## Your assignment
Write down, unchanged, the entries from the first line through the line holding "timestamp), hex encoded". Include no other line.

Stored items:
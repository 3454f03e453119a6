//! Deduplication keys and the in-memory dedup index
//!
//! Two keys protect against different failure modes:
//! - `dedup_key` recognizes the same economic event parsed from different raw
//!   text (live receipt vs. a later historical re-scan)
//! - `sms_hash` recognizes verbatim re-delivery of the same SMS
//!
//! `DedupIndex` implements the check-then-insert contract the persistence
//! layer must provide on both keys.

use std::collections::{HashMap, HashSet};

use chrono::NaiveDate;
use sha2::{Digest, Sha256};

use crate::models::CandidateTransaction;

/// Field separator inside the dedup key
pub const DEDUP_KEY_SEPARATOR: char = '|';

/// Deterministic key over (normalized merchant, amount to 2dp, day, bank)
pub fn dedup_key(normalized_merchant: &str, amount: f64, date: NaiveDate, bank_name: &str) -> String {
    format!(
        "{merchant}{sep}{amount:.2}{sep}{date}{sep}{bank}",
        merchant = normalized_merchant,
        amount = amount,
        date = date.format("%Y-%m-%d"),
        bank = bank_name.trim().to_uppercase(),
        sep = DEDUP_KEY_SEPARATOR,
    )
}

/// SHA-256 over (sender, body, timestamp), hex encoded
pub fn sms_hash(address: &str, body: &str, timestamp: i64) -> String {
    let mut hasher = Sha256::new();
    hasher.update(address.as_bytes());
    // Separators keep ("AB", "C") and ("A", "BC") apart
    hasher.update([0u8]);
    hasher.update(body.as_bytes());
    hasher.update([0u8]);
    hasher.update(timestamp.to_be_bytes());
    hex::encode(hasher.finalize())
}

/// Outcome of offering a candidate to the index
#[derive(Debug, Clone, PartialEq)]
pub enum Offer {
    /// New economic event
    Inserted,
    /// Same SMS seen before; dropped
    VerbatimDuplicate,
    /// Same dedup key; the new candidate won and replaced `previous`
    Replaced { previous: Box<CandidateTransaction> },
    /// Same dedup key; the retained record has higher confidence
    Kept { existing_source_id: String },
}

impl Offer {
    pub fn is_duplicate(&self) -> bool {
        !matches!(self, Self::Inserted)
    }
}

/// In-memory index enforcing uniqueness on both keys
#[derive(Debug, Default)]
pub struct DedupIndex {
    records: Vec<CandidateTransaction>,
    by_key: HashMap<String, usize>,
    seen_sources: HashSet<String>,
}

impl DedupIndex {
    pub fn new() -> Self {
        Self::default()
    }

    /// Check-then-insert on both keys
    ///
    /// On a dedup key conflict the higher-confidence candidate is retained;
    /// ties go to the most recently offered one.
    pub fn offer(&mut self, candidate: CandidateTransaction) -> Offer {
        if !self.seen_sources.insert(candidate.source_id.clone()) {
            return Offer::VerbatimDuplicate;
        }

        let existing_idx = self.by_key.get(&candidate.dedup_key).copied();
        match existing_idx {
            Some(idx) => {
                let existing = &mut self.records[idx];
                if candidate.confidence.overall >= existing.confidence.overall {
                    let previous = std::mem::replace(existing, candidate);
                    Offer::Replaced {
                        previous: Box::new(previous),
                    }
                } else {
                    Offer::Kept {
                        existing_source_id: existing.source_id.clone(),
                    }
                }
            }
            None => {
                self.by_key
                    .insert(candidate.dedup_key.clone(), self.records.len());
                self.records.push(candidate);
                Offer::Inserted
            }
        }
    }

    pub fn contains_key(&self, dedup_key: &str) -> bool {
        self.by_key.contains_key(dedup_key)
    }

    pub fn contains_source(&self, source_id: &str) -> bool {
        self.seen_sources.contains(source_id)
    }

    pub fn get(&self, dedup_key: &str) -> Option<&CandidateTransaction> {
        self.by_key.get(dedup_key).map(|&idx| &self.records[idx])
    }

    /// Retained records in first-insertion order
    pub fn records(&self) -> &[CandidateTransaction] {
        &self.records
    }

    pub fn into_records(self) -> Vec<CandidateTransaction> {
        self.records
    }

    pub fn len(&self) -> usize {
        self.records.len()
    }

    pub fn is_empty(&self) -> bool {
        self.records.is_empty()
    }
}

#[cfg(test)]
mod tests {
    use super::*;
    use crate::test_utils::sample_candidate;

    fn date() -> NaiveDate {
        NaiveDate::from_ymd_opt(2024, 12, 25).unwrap()
    }

    #[test]
    fn test_dedup_key_format() {
        assert_eq!(
            dedup_key("SWIGGY BANGALORE", 250.0, date(), "HDFC Bank"),
            "SWIGGY BANGALORE|250.00|2024-12-25|HDFC BANK"
        );
    }

    #[test]
    fn test_dedup_key_rounds_to_two_places() {
        assert_eq!(
            dedup_key("X", 99.999, date(), "B"),
            dedup_key("X", 100.0, date(), "B")
        );
        assert_ne!(
            dedup_key("X", 100.0, date(), "B"),
            dedup_key("X", 100.01, date(), "B")
        );
    }

    #[test]
    fn test_sms_hash_is_stable_and_field_sensitive() {
        let a = sms_hash("HDFCBK", "body", 1);
        assert_eq!(a, sms_hash("HDFCBK", "body", 1));
        assert_eq!(a.len(), 64);
        assert_ne!(a, sms_hash("HDFCBK", "body", 2));
        assert_ne!(sms_hash("AB", "C", 1), sms_hash("A", "BC", 1));
    }

    #[test]
    fn test_offer_inserts_then_detects_verbatim() {
        let mut index = DedupIndex::new();
        let c = sample_candidate("src-1", 0.9);
        assert_eq!(index.offer(c.clone()), Offer::Inserted);
        assert_eq!(index.offer(c), Offer::VerbatimDuplicate);
        assert_eq!(index.len(), 1);
    }

    #[test]
    fn test_offer_prefers_higher_confidence() {
        let mut index = DedupIndex::new();
        index.offer(sample_candidate("src-1", 0.9));

        let outcome = index.offer(sample_candidate("src-2", 0.7));
        assert_eq!(
            outcome,
            Offer::Kept {
                existing_source_id: "src-1".to_string()
            }
        );

        let outcome = index.offer(sample_candidate("src-3", 0.95));
        assert!(matches!(outcome, Offer::Replaced { ref previous } if previous.source_id == "src-1"));
        assert_eq!(index.len(), 1);
        assert_eq!(index.records()[0].source_id, "src-3");
        // The replaced SMS is still known
        assert!(index.contains_source("src-1"));
    }

    #[test]
    fn test_offer_tie_goes_to_latest() {
        let mut index = DedupIndex::new();
        index.offer(sample_candidate("src-1", 0.8));
        let outcome = index.offer(sample_candidate("src-2", 0.8));
        assert!(outcome.is_duplicate());
        assert!(matches!(outcome, Offer::Replaced { .. }));
        let key = index.records()[0].dedup_key.clone();
        assert_eq!(index.get(&key).unwrap().source_id, "src-2");
    }
}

## Response to the exercise
repository 3454f03e453119a6
//! Deduplication keys and the in-memory dedup index
//!
//! Two keys protect against different failure modes:
//! - `dedup_key` recognizes the same economic event parsed from different raw
//!   text (live receipt vs. a later historical re-scan)
//! - `sms_hash` recognizes verbatim re-delivery of the same SMS
//!
//! `DedupIndex` implements the check-then-insert contract the persistence
//! layer must provide on both keys.

use std::collections::{HashMap, HashSet};

use chrono::NaiveDate;
use sha2::{Digest, Sha256};

use crate::models::CandidateTransaction;

/// Field separator inside the dedup key
pub const DEDUP_KEY_SEPARATOR: char = '|';

/// Deterministic key over (normalized merchant, amount to 2dp, day, bank)
pub fn dedup_key(normalized_merchant: &str, amount: f64, date: NaiveDate, bank_name: &str) -> String {
    format!(
        "{merchant}{sep}{amount:.2}{sep}{date}{sep}{bank}",
        merchant = normalized_merchant,
        amount = amount,
        date = date.format("%Y-%m-%d"),
        bank = bank_name.trim().to_uppercase(),
        sep = DEDUP_KEY_SEPARATOR,
    )
}

/// SHA-256 over (sender, body, timestamp), hex encoded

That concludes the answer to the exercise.